Smoking, tea and coffee can stimulate the brain and make it difficult for the brain to enter a state of inhibition. However, drinking too much juice can lead to increased urination, which is not conducive to falling asleep again. Brushing your teeth and washing your face before going to bed is necessary, but you should also get into the habit of washing your feet with warm water, which promotes blood circulation in the lower limbs and is conducive to falling asleep quickly. When conditions permit, you can rub your body with warm water or take a bath with hot water. Take off your jacket before going to bed and change your underwear at the right time.
If conditions permit, you can wear a loose jacket. Bedding should be kept clean and ventilated frequently to keep it dry and sterilized. To minimize the effects of the drug factor, medications that stimulate the central nervous system, such as thyroxine, taken before bedtime often cause difficulty falling asleep and waking up at night.

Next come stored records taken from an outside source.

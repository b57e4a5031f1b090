//! Visitor class classifier and visitor count regressor.

use std::fmt;

use linfa::prelude::*;
use linfa_linear::LinearRegression;
use linfa_logistic::{MultiFittedLogisticRegression, MultiLogisticRegression};
use ndarray::{Array1, Array2, Axis, concatenate};
use serde::{Deserialize, Serialize};

use super::features::{FeatureVectorizer, PredictorSchema};
use crate::error::{Result, ZooError};
use crate::visitors::ClassLabel;
use crate::weather::WeatherRecord;

/// Which of the two models an artifact holds.
#[derive(Debug, Clone, Copy, PartialEq, Eq, Hash, Serialize, Deserialize)]
pub enum ModelKind {
    Classifier,
    Regressor,
}

impl ModelKind {
    pub fn as_str(&self) -> &'static str {
        match self {
            ModelKind::Classifier => "classifier",
            ModelKind::Regressor => "regressor",
        }
    }
}

impl fmt::Display for ModelKind {
    fn fmt(&self, f: &mut fmt::Formatter<'_>) -> fmt::Result {
        f.write_str(self.as_str())
    }
}

fn model_error<E: fmt::Display>(e: E) -> ZooError {
    ZooError::Model(e.to_string())
}

fn check_width(schema: &PredictorSchema, x: &Array2<f64>) -> Result<()> {
    if x.ncols() != schema.len() {
        return Err(ZooError::Schema(format!(
            "feature matrix has {} columns but the schema has {}",
            x.ncols(),
            schema.len()
        )));
    }
    Ok(())
}

/// Multinomial logistic regression over visitor classes.
#[derive(Debug, Clone, Serialize, Deserialize)]
pub struct VisitorClassifier {
    model: MultiFittedLogisticRegression<f64, usize>,
    schema: PredictorSchema,
    labels: Vec<ClassLabel>,
}

impl VisitorClassifier {
    pub fn schema(&self) -> &PredictorSchema {
        &self.schema
    }

    /// Labels seen during training, ascending.
    pub fn labels(&self) -> &[ClassLabel] {
        &self.labels
    }

    /// Predict a class for each row of an already vectorized matrix.
    pub fn predict_matrix(&self, x: &Array2<f64>) -> Result<Vec<ClassLabel>> {
        check_width(&self.schema, x)?;
        if x.nrows() == 0 {
            return Ok(Vec::new());
        }
        let predicted: Array1<usize> = self.model.predict(x);
        Ok(predicted.iter().map(|c| *c as ClassLabel).collect())
    }

    pub fn predict(&self, records: &[WeatherRecord]) -> Result<Vec<ClassLabel>> {
        let x = FeatureVectorizer::new(self.schema.clone()).vectorize(records)?;
        self.predict_matrix(&x)
    }
}

/// Least-squares regressor for raw visitor counts.
///
/// Fitted without an intercept: with the full set of weekday indicators the
/// weekday coefficients act as per-weekday intercepts.
#[derive(Debug, Clone, PartialEq, Serialize, Deserialize)]
pub struct VisitorRegressor {
    coefficients: Array1<f64>,
    intercept: f64,
    schema: PredictorSchema,
}

impl VisitorRegressor {
    pub fn schema(&self) -> &PredictorSchema {
        &self.schema
    }

    pub fn coefficients(&self) -> &Array1<f64> {
        &self.coefficients
    }

    pub fn intercept(&self) -> f64 {
        self.intercept
    }

    /// Predict a visitor count for each row. Values are not clamped.
    pub fn predict_matrix(&self, x: &Array2<f64>) -> Result<Vec<f64>> {
        check_width(&self.schema, x)?;
        Ok((x.dot(&self.coefficients) + self.intercept).to_vec())
    }

    pub fn predict(&self, records: &[WeatherRecord]) -> Result<Vec<f64>> {
        let x = FeatureVectorizer::new(self.schema.clone()).vectorize(records)?;
        self.predict_matrix(&x)
    }
}

/// Builder for fitting a [`VisitorClassifier`]
#[derive(Debug, Clone)]
pub struct ClassifierBuilder {
    alpha: f64,
    max_iterations: u64,
}

impl Default for ClassifierBuilder {
    fn default() -> Self {
        Self {
            alpha: 1.0,
            max_iterations: 100,
        }
    }
}

impl ClassifierBuilder {
    pub fn new() -> Self {
        Self::default()
    }

    /// L2 regularization strength
    pub fn alpha(mut self, alpha: f64) -> Self {
        self.alpha = alpha;
        self
    }

    pub fn max_iterations(mut self, max_iterations: u64) -> Self {
        self.max_iterations = max_iterations;
        self
    }

    pub fn fit(
        &self,
        schema: &PredictorSchema,
        x: &Array2<f64>,
        y: &[ClassLabel],
    ) -> Result<VisitorClassifier> {
        check_width(schema, x)?;
        if x.nrows() == 0 || x.nrows() != y.len() {
            return Err(ZooError::Model(format!(
                "cannot fit classifier on {} rows with {} labels",
                x.nrows(),
                y.len()
            )));
        }

        let targets: Array1<usize> = y.iter().map(|c| *c as usize).collect();
        let dataset = Dataset::new(x.clone(), targets);

        let model = MultiLogisticRegression::default()
            .alpha(self.alpha)
            .max_iterations(self.max_iterations)
            .fit(&dataset)
            .map_err(model_error)?;

        let mut labels = y.to_vec();
        labels.sort_unstable();
        labels.dedup();

        Ok(VisitorClassifier {
            model,
            schema: schema.clone(),
            labels,
        })
    }
}

/// Builder for fitting a [`VisitorRegressor`]
#[derive(Debug, Clone)]
pub struct RegressorBuilder {
    ridge_penalty: f64,
}

impl Default for RegressorBuilder {
    fn default() -> Self {
        Self {
            ridge_penalty: 1e-3,
        }
    }
}

impl RegressorBuilder {
    pub fn new() -> Self {
        Self::default()
    }

    /// L2 penalty; keeps the fit defined when an indicator column is all zero.
    pub fn ridge_penalty(mut self, penalty: f64) -> Self {
        self.ridge_penalty = penalty.max(0.0);
        self
    }

    pub fn fit(&self, schema: &PredictorSchema, x: &Array2<f64>, y: &[f64]) -> Result<VisitorRegressor> {
        check_width(schema, x)?;
        if x.nrows() == 0 || x.nrows() != y.len() {
            return Err(ZooError::Model(format!(
                "cannot fit regressor on {} rows with {} targets",
                x.nrows(),
                y.len()
            )));
        }

        // Ridge as ordinary least squares on rows augmented with sqrt(λ)·I
        let p = x.ncols();
        let penalty = Array2::<f64>::eye(p) * self.ridge_penalty.sqrt();
        let records = concatenate(Axis(0), &[x.view(), penalty.view()]).map_err(model_error)?;
        let mut targets = y.to_vec();
        targets.extend(std::iter::repeat_n(0.0, p));
        let dataset = Dataset::new(records, Array1::from_vec(targets));

        let fitted = LinearRegression::new()
            .with_intercept(false)
            .fit(&dataset)
            .map_err(model_error)?;

        if fitted.params().iter().any(|c| !c.is_finite()) {
            return Err(ZooError::Model(
                "regression produced non-finite coefficients".to_string(),
            ));
        }

        Ok(VisitorRegressor {
            coefficients: fitted.params().clone(),
            intercept: fitted.intercept(),
            schema: schema.clone(),
        })
    }
}

#[cfg(test)]
mod tests {
    use approx::assert_relative_eq;
    use chrono::{Duration, NaiveDate};

    use super::*;

    fn weather(days: i64) -> Vec<WeatherRecord> {
        let start = NaiveDate::from_ymd_opt(2016, 1, 4).unwrap();
        (0..days)
            .map(|i| WeatherRecord {
                date: start + Duration::days(i),
                temp_max: Some(((i * 7) % 11) as f64 - 5.0),
                temp_min: None,
                temp_mean: None,
                precipitation: Some(((i * 3) % 5) as f64 * 0.5),
                snow_depth: None,
            })
            .collect()
    }

    fn exact_visitors(records: &[WeatherRecord]) -> Vec<f64> {
        let weekday_base = [400.0, 380.0, 420.0, 450.0, 500.0, 900.0, 1000.0];
        records
            .iter()
            .map(|r| {
                weekday_base[r.weekday_index()] + 30.0 * r.temp_max.unwrap_or(0.0)
                    - 50.0 * r.precipitation.unwrap_or(0.0)
            })
            .collect()
    }

    #[test]
    fn test_model_kind_names() {
        assert_eq!(ModelKind::Classifier.to_string(), "classifier");
        assert_eq!(ModelKind::Regressor.as_str(), "regressor");
    }

    #[test]
    fn test_regressor_recovers_linear_relationship() {
        let records = weather(56);
        let schema = PredictorSchema::default();
        let x = FeatureVectorizer::new(schema.clone()).vectorize(&records).unwrap();
        let y = exact_visitors(&records);

        let model = RegressorBuilder::new().ridge_penalty(1e-6).fit(&schema, &x, &y).unwrap();

        assert_eq!(model.coefficients().len(), 9);
        assert_relative_eq!(model.coefficients()[0], 30.0, epsilon = 0.1);
        assert_relative_eq!(model.coefficients()[1], -50.0, epsilon = 0.1);

        let predicted = model.predict(&records[..7]).unwrap();
        for (p, t) in predicted.iter().zip(&y[..7]) {
            assert!((p - t).abs() < 1.0, "predicted {} expected {}", p, t);
        }
    }

    #[test]
    fn test_regressor_handles_missing_weekday() {
        // Only Mondays: six weekday columns are entirely zero
        let records: Vec<_> = weather(70).into_iter().step_by(7).collect();
        let schema = PredictorSchema::default();
        let x = FeatureVectorizer::new(schema.clone()).vectorize(&records).unwrap();
        let y = exact_visitors(&records);

        let model = RegressorBuilder::new().fit(&schema, &x, &y).unwrap();

        assert!(model.coefficients().iter().all(|c| c.is_finite()));
        assert_relative_eq!(model.coefficients()[8], 0.0, epsilon = 1e-6);
    }

    #[test]
    fn test_regressor_rejects_width_mismatch() {
        let schema = PredictorSchema::new(["temp_max"]);
        let x = Array2::<f64>::zeros((3, 2));
        let result = RegressorBuilder::new().fit(&schema, &x, &[1.0, 2.0, 3.0]);
        assert!(matches!(result, Err(ZooError::Schema(_))));
    }

    #[test]
    fn test_regressor_rejects_empty_data() {
        let schema = PredictorSchema::default();
        let x = Array2::<f64>::zeros((0, 9));
        let result = RegressorBuilder::new().fit(&schema, &x, &[]);
        assert!(matches!(result, Err(ZooError::Model(_))));
    }

    #[test]
    fn test_regressor_prediction_is_not_clamped() {
        let records = weather(28);
        let schema = PredictorSchema::new(["temp_max"]);
        let x = FeatureVectorizer::new(schema.clone()).vectorize(&records).unwrap();
        let y: Vec<f64> = records.iter().map(|r| 100.0 * r.temp_max.unwrap()).collect();

        let model = RegressorBuilder::new().fit(&schema, &x, &y).unwrap();
        let mut cold = records[0].clone();
        cold.temp_max = Some(-20.0);

        assert!(model.predict(&[cold]).unwrap()[0] < 0.0);
    }

    #[test]
    fn test_classifier_predicts_known_labels() {
        let records = weather(56);
        let schema = PredictorSchema::default();
        let x = FeatureVectorizer::new(schema.clone()).vectorize(&records).unwrap();
        let y: Vec<ClassLabel> = records
            .iter()
            .map(|r| if r.weekday_index() >= 5 { 2 } else { 0 })
            .collect();

        let model = ClassifierBuilder::new().fit(&schema, &x, &y).unwrap();

        assert_eq!(model.labels(), &[0, 2]);
        let predicted = model.predict(&records).unwrap();
        assert_eq!(predicted.len(), records.len());
        assert!(predicted.iter().all(|c| *c == 0 || *c == 2));
    }

    #[test]
    fn test_classifier_is_deterministic() {
        let records = weather(42);
        let schema = PredictorSchema::default();
        let x = FeatureVectorizer::new(schema.clone()).vectorize(&records).unwrap();
        let y: Vec<ClassLabel> = records.iter().map(|r| (r.weekday_index() / 3) as u32).collect();

        let a = ClassifierBuilder::new().fit(&schema, &x, &y).unwrap();
        let b = ClassifierBuilder::new().fit(&schema, &x, &y).unwrap();

        assert_eq!(a.predict_matrix(&x).unwrap(), b.predict_matrix(&x).unwrap());
    }

    #[test]
    fn test_classifier_rejects_mismatched_labels() {
        let schema = PredictorSchema::default();
        let x = Array2::<f64>::zeros((4, 9));
        let result = ClassifierBuilder::new().fit(&schema, &x, &[0, 1]);
        assert!(matches!(result, Err(ZooError::Model(_))));
    }

    #[test]
    fn test_builder_customization() {
        let builder = ClassifierBuilder::new().alpha(0.5).max_iterations(10);
        assert_eq!(builder.alpha, 0.5);
        assert_eq!(builder.max_iterations, 10);

        let builder = RegressorBuilder::new().ridge_penalty(-1.0);
        assert_eq!(builder.ridge_penalty, 0.0);
    }
}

The treatment of somatic factors insomnia is usually caused by pathological changes in some parts of the body or organs, such as chest tightness, palpitations, itching, coughing, nocturnal enuresis, wheezing, frequent urination, headaches and so on. It can affect sleep and should be detected and treated in time. Develop a good habit of going to sleep and getting up on time, develop a good habit of going to sleep and getting up on time, and follow the objective law of alternating sleep and wakefulness.
In this way, sleep can be stabilized to avoid excessive fatigue of cerebral cortex cells. A strict routine is also important for physiological processes such as sleep and wakefulness. Strict adherence to a schedule can make our sleep and arousal processes more natural and deeper, like a conditioned reflex.